# amazing grains



## rdemler (Jun 11, 2014)

I find it absolutely amazing that I can go out in the woods find the right piece of dead crappy looking wood,and bring out all the good in it.I'm getting better with my draw knife and learned that turning it upside down is a better way to use it. A couple hrs in the shop and the crappy ugly wood comes out looking like this.Just had to share these pics.


----------



## CV3 (Jan 30, 2014)

Nice look diamonwood. It does finish well.


----------



## yaxley (Sep 4, 2014)

> I find it absolutely amazing that I can go out in the woods find the right piece of dead crappy looking wood,and bring out all the good in it.

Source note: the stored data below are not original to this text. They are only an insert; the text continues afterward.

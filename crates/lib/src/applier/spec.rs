use std::collections::BTreeMap;

use serde::{Deserialize, Serialize};

use crate::blobstore::BlobId;
use crate::deployment::{Instance, NetworkType};

/// Converged desired state for one instance.
#[derive(Debug, Clone, PartialEq, Serialize, Deserialize)]
pub struct ApplySpec {
  pub deployment: String,
  pub index: u32,
  pub job: JobSpec,
  pub packages: BTreeMap<String, PackageSpec>,
  pub networks: BTreeMap<String, NetworkSpec>,
  #[serde(default, skip_serializing_if = "Option::is_none")]
  pub rendered_templates_archive: Option<RenderedTemplatesArchiveSpec>,
}

#[derive(Debug, Clone, PartialEq, Eq, Serialize, Deserialize)]
pub struct JobSpec {
  pub name: String,
  /// Release jobs to run, in declared order. The agent reads this as
  /// `templates`.
  #[serde(rename = "templates")]
  pub template_specs: Vec<JobTemplateSpec>,
}

#[derive(Debug, Clone, PartialEq, Eq, Serialize, Deserialize)]
pub struct JobTemplateSpec {
  pub name: String,
  pub version: String,
}

#[derive(Debug, Clone, PartialEq, Eq, Serialize, Deserialize)]
pub struct PackageSpec {
  pub name: String,
  pub version: String,
  pub sha1: String,
  pub blobstore_id: BlobId,
}

#[derive(Debug, Clone, PartialEq, Serialize, Deserialize)]
pub struct NetworkSpec {
  #[serde(rename = "type")]
  pub kind: NetworkType,
  pub ip: String,
  pub netmask: String,
  pub gateway: String,
  #[serde(default)]
  pub dns: Vec<String>,
  /// Which settings this network provides by default (`dns`, `gateway`).
  #[serde(default, skip_serializing_if = "Vec::is_empty")]
  pub default: Vec<String>,
  #[serde(default)]
  pub cloud_properties: serde_json::Map<String, serde_json::Value>,
  pub dns_record_name: String,
}

#[derive(Debug, Clone, PartialEq, Eq, Serialize, Deserialize)]
pub struct RenderedTemplatesArchiveSpec {
  pub sha1: String,
  pub blobstore_id: BlobId,
}

impl ApplySpec {
  /// Spec describing the instance alone: identity and networks, no job
  /// content.
  ///
  /// The first non-VIP network provides the default DNS and gateway.
  pub fn empty(instance: &Instance) -> Self {
    let mut networks = BTreeMap::new();
    let mut default_assigned = false;

    for assoc in &instance.network_associations {
      let config = instance.network_configuration(assoc);
      let default = if !default_assigned && assoc.network.kind != NetworkType::Vip {
        default_assigned = true;
        vec!["dns".to_string(), "gateway".to_string()]
      } else {
        Vec::new()
      };

      networks.insert(
        assoc.network.name.clone(),
        NetworkSpec {
          kind: assoc.network.kind,
          ip: config.ip,
          netmask: config.netmask,
          gateway: config.gateway,
          dns: assoc.network.dns.clone(),
          default,
          cloud_properties: assoc.network.cloud_properties.clone(),
          dns_record_name: instance.dns_record_name(assoc),
        },
      );
    }

    Self {
      deployment: instance.deployment.clone(),
      index: instance.index,
      job: JobSpec {
        name: instance.job_name.clone(),
        template_specs: Vec::new(),
      },
      packages: BTreeMap::new(),
      networks,
      rendered_templates_archive: None,
    }
  }
}
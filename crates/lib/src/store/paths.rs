use std::fs;
use std::io;
use std::path::{Path, PathBuf};

use crate::paths::default_store_dir;

use super::records::RecordKind;

const BLOBS_DIR: &str = "blobs";
const RECORDS_DIR: &str = "records";
const TMP_DIR: &str = "tmp";
const LOCK_FILENAME: &str = ".lock";

/// Resolved locations inside one store directory.
#[derive(Debug, Clone, PartialEq, Eq)]
pub struct StorePaths {
  root: PathBuf,
}

impl StorePaths {
  pub fn new(root: impl Into<PathBuf>) -> Self {
    Self { root: root.into() }
  }

  /// Store at `CONVERGE_STORE`, or the default data directory location.
  pub fn current() -> Self {
    Self::new(default_store_dir())
  }

  pub fn root(&self) -> &Path {
    &self.root
  }

  pub fn blobs(&self) -> PathBuf {
    self.root.join(BLOBS_DIR)
  }

  pub fn records(&self, kind: RecordKind) -> PathBuf {
    self.root.join(RECORDS_DIR).join(kind.dir_name())
  }

  pub fn tmp(&self) -> PathBuf {
    self.root.join(TMP_DIR)
  }

  pub fn lock_file(&self) -> PathBuf {
    self.root.join(LOCK_FILENAME)
  }

  /// Create every directory of the layout.
  pub fn ensure(&self) -> io::Result<()> {
    fs::create_dir_all(self.blobs())?;
    fs::create_dir_all(self.tmp())?;
    for kind in RecordKind::ALL {
      fs::create_dir_all(self.records(kind))?;
    }
    Ok(())
  }
}
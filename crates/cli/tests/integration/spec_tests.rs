//! Spec command integration tests.

use predicates::prelude::*;
use serde_json::{Value, json};

use super::common::TestEnv;

fn spec(env: &TestEnv, index: &str) -> Value {
  let output = env
    .converge_cmd()
    .arg("spec")
    .arg(&env.deployment_path)
    .args(["--job", "router", "--index", index])
    .output()
    .unwrap();
  assert!(output.status.success(), "{}", String::from_utf8_lossy(&output.stderr));
  serde_json::from_slice(&output.stdout).unwrap()
}

#[test]
fn spec_after_compile() {
  let env = TestEnv::from_fixture("router");
  env.compile().success();

  let spec = spec(&env, "1");

  assert_eq!(spec["deployment"], "cf");
  assert_eq!(spec["index"], 1);
  assert_eq!(spec["job"]["name"], "router");
  assert_eq!(spec["job"]["templates"], json!([{"name": "router", "version": "0.1"}]));
  assert_eq!(spec["networks"]["default"]["ip"], "10.244.0.11");
  assert_eq!(spec["networks"]["default"]["default"], json!(["dns", "gateway"]));

  let packages = spec["packages"].as_object().unwrap();
  assert_eq!(packages.keys().collect::<Vec<_>>(), ["nginx", "ruby"]);
  assert_eq!(packages["ruby"]["version"], "1.0");
  assert_eq!(packages["ruby"]["sha1"].as_str().unwrap().len(), 40);

  let archive = &spec["rendered_templates_archive"];
  assert_eq!(archive["sha1"].as_str().unwrap().len(), 40);
  assert!(env.store_path().join("blobs").join(archive["blobstore_id"].as_str().unwrap()).exists());
}

#[test]
fn instances_get_distinct_archives() {
  let env = TestEnv::from_fixture("router");
  env.compile().success();

  let first = spec(&env, "0");
  let second = spec(&env, "1");

  assert_ne!(
    first["rendered_templates_archive"]["sha1"],
    second["rendered_templates_archive"]["sha1"]
  );
  assert_eq!(first["packages"], second["packages"]);
}

#[test]
fn spec_before_compile_fails() {
  let env = TestEnv::from_fixture("router");

  env
    .converge_cmd()
    .arg("spec")
    .arg(&env.deployment_path)
    .args(["--job", "router"])
    .assert()
    .failure()
    .stderr(predicate::str::contains("Failed to assemble apply spec for router-0"));
}

#[test]
fn spec_for_unknown_instance_fails() {
  let env = TestEnv::from_fixture("router");

  env
    .converge_cmd()
    .arg("spec")
    .arg(&env.deployment_path)
    .args(["--job", "router", "--index", "7"])
    .assert()
    .failure()
    .stderr(predicate::str::contains("has no instance router/7"));
}
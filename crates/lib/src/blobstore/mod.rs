//! Blobstore collaborators.
//!
//! Compiled packages and rendered archives are uploaded to a blobstore and
//! referenced from records by their [`BlobId`]. Only the local provider is
//! implemented here; `dav` exists as configuration handed to the agent.

mod local;

use std::collections::BTreeMap;
use std::future::Future;
use std::io;
use std::path::{Path, PathBuf};

use serde::{Deserialize, Serialize};
use thiserror::Error;

pub use local::LocalBlobstore;

/// Identifier of a stored blob.
#[derive(Debug, Clone, PartialEq, Eq, PartialOrd, Ord, Hash, Serialize, Deserialize)]
#[serde(transparent)]
pub struct BlobId(pub String);

impl std::fmt::Display for BlobId {
  fn fmt(&self, f: &mut std::fmt::Formatter<'_>) -> std::fmt::Result {
    write!(f, "{}", self.0)
  }
}

#[derive(Debug, Error)]
pub enum BlobstoreError {
  #[error("failed to read {path}: {source}")]
  Read {
    path: PathBuf,
    #[source]
    source: io::Error,
  },

  #[error("failed to store blob {id}: {source}")]
  Write {
    id: BlobId,
    #[source]
    source: io::Error,
  },

  #[error("blob not found: {0}")]
  NotFound(BlobId),

  #[error("invalid blob id: {0}")]
  InvalidId(String),
}

pub trait Blobstore: Send + Sync {
  /// Store the file at `path` and return its identifier.
  fn put(&self, path: &Path) -> impl Future<Output = Result<BlobId, BlobstoreError>> + Send;

  /// Resolve a blob to a readable local path.
  fn get(&self, id: &BlobId) -> impl Future<Output = Result<PathBuf, BlobstoreError>> + Send;
}

/// Blobstore settings handed to the agent.
///
/// Serializes as `{"provider": "...", "options": {...}}`.
#[derive(Debug, Clone, PartialEq, Eq, Serialize, Deserialize)]
#[serde(tag = "provider", content = "options", rename_all = "lowercase")]
pub enum BlobstoreConfig {
  Local {
    blobstore_path: PathBuf,
  },
  Dav {
    endpoint: String,
    #[serde(default, skip_serializing_if = "Option::is_none")]
    user: Option<String>,
    #[serde(default, skip_serializing_if = "Option::is_none")]
    password: Option<String>,
    #[serde(default, skip_serializing_if = "BTreeMap::is_empty")]
    tls: BTreeMap<String, serde_json::Value>,
  },
}

impl BlobstoreConfig {
  pub fn provider(&self) -> &'static str {
    match self {
      BlobstoreConfig::Local { .. } => "local",
      BlobstoreConfig::Dav { .. } => "dav",
    }
  }

  /// Directory backing a local blobstore, if this is one.
  pub fn local_path(&self) -> Option<&Path> {
    match self {
      BlobstoreConfig::Local { blobstore_path } => Some(blobstore_path),
      BlobstoreConfig::Dav { .. } => None,
    }
  }
}
//! Release model: release jobs, their template files, and packages.
//!
//! These types are produced by manifest parsing elsewhere and consumed
//! read-only here. They derive `Deserialize` so a deployment file can carry
//! them directly.

use std::collections::BTreeMap;
use std::path::PathBuf;

use serde::{Deserialize, Serialize};

use crate::util::hash::Hashable;

/// A named, versioned set of jobs and packages.
#[derive(Debug, Clone, PartialEq, Serialize, Deserialize)]
pub struct Release {
  pub name: String,
  pub version: String,
  #[serde(default)]
  pub jobs: Vec<ReleaseJob>,
  #[serde(default)]
  pub packages: Vec<Package>,
}

impl Release {
  pub fn find_package(&self, name: &str) -> Option<&Package> {
    self.packages.iter().find(|p| p.name == name)
  }
}

/// A template source file and where it lands inside the job directory.
#[derive(Debug, Clone, PartialEq, Eq, Serialize, Deserialize)]
pub struct TemplateFile {
  /// Path of the template source on the local filesystem.
  pub path: PathBuf,
  /// Destination relative to `<job name>/` in the rendered archive.
  pub dst_path_end: String,
}

/// Property declared by a release job spec.
#[derive(Debug, Clone, Default, PartialEq, Serialize, Deserialize)]
pub struct PropertyDefinition {
  #[serde(default, skip_serializing_if = "Option::is_none")]
  pub description: Option<String>,
  #[serde(default, skip_serializing_if = "Option::is_none")]
  pub default: Option<serde_json::Value>,
}

/// A job as shipped inside a release.
#[derive(Debug, Clone, PartialEq, Serialize, Deserialize)]
pub struct ReleaseJob {
  pub name: String,
  pub version: String,
  pub monit_template: TemplateFile,
  #[serde(default)]
  pub templates: Vec<TemplateFile>,
  /// Names of packages within the same release this job depends on.
  #[serde(default)]
  pub packages: Vec<String>,
  /// Declared properties keyed by dotted name.
  #[serde(default)]
  pub properties: BTreeMap<String, PropertyDefinition>,
}

impl ReleaseJob {
  /// Monit template first, then job templates in declared order.
  pub fn all_templates(&self) -> impl Iterator<Item = &TemplateFile> {
    std::iter::once(&self.monit_template).chain(self.templates.iter())
  }
}

/// A named, versioned build unit.
#[derive(Debug, Clone, PartialEq, Eq, Serialize, Deserialize)]
pub struct Package {
  pub name: String,
  pub version: String,
  /// Source fingerprint as declared by the release.
  pub fingerprint: String,
  /// Names of packages this package needs at compile time.
  #[serde(default)]
  pub dependencies: Vec<String>,
  /// Directory holding the `packaging` script and sources.
  pub source_path: PathBuf,
}

impl Package {
  /// Fields that identify compiled output. The source location is not part
  /// of it, so the same release unpacked elsewhere reuses compiled records.
  pub fn identity(&self) -> PackageIdentity<'_> {
    PackageIdentity {
      name: &self.name,
      version: &self.version,
      fingerprint: &self.fingerprint,
      dependencies: &self.dependencies,
    }
  }
}

#[derive(Debug, Serialize)]
pub struct PackageIdentity<'a> {
  pub name: &'a str,
  pub version: &'a str,
  pub fingerprint: &'a str,
  pub dependencies: &'a [String],
}

impl Hashable for PackageIdentity<'_> {}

Certainly one of the great aspects of making sticks. It seems the uglier and more distressed the wood, the nicer it finishes out.


----------



## Steve R. (Apr 19, 2014)

I'm always a fan of great character!

PS. Thanks for the sites Mr. Yaxley, Sir!


----------



## Rad (Feb 19, 2013)

Nice piece! It is amazing isn't it! You never know what you will find on a walk -- so always be prepared!


----------



## yaxley (Sep 4, 2014)

> PS. Thanks for the sites Mr. Yaxley, Sir!


Sure, figure there might be some ideas there that might prove useful to others.


----------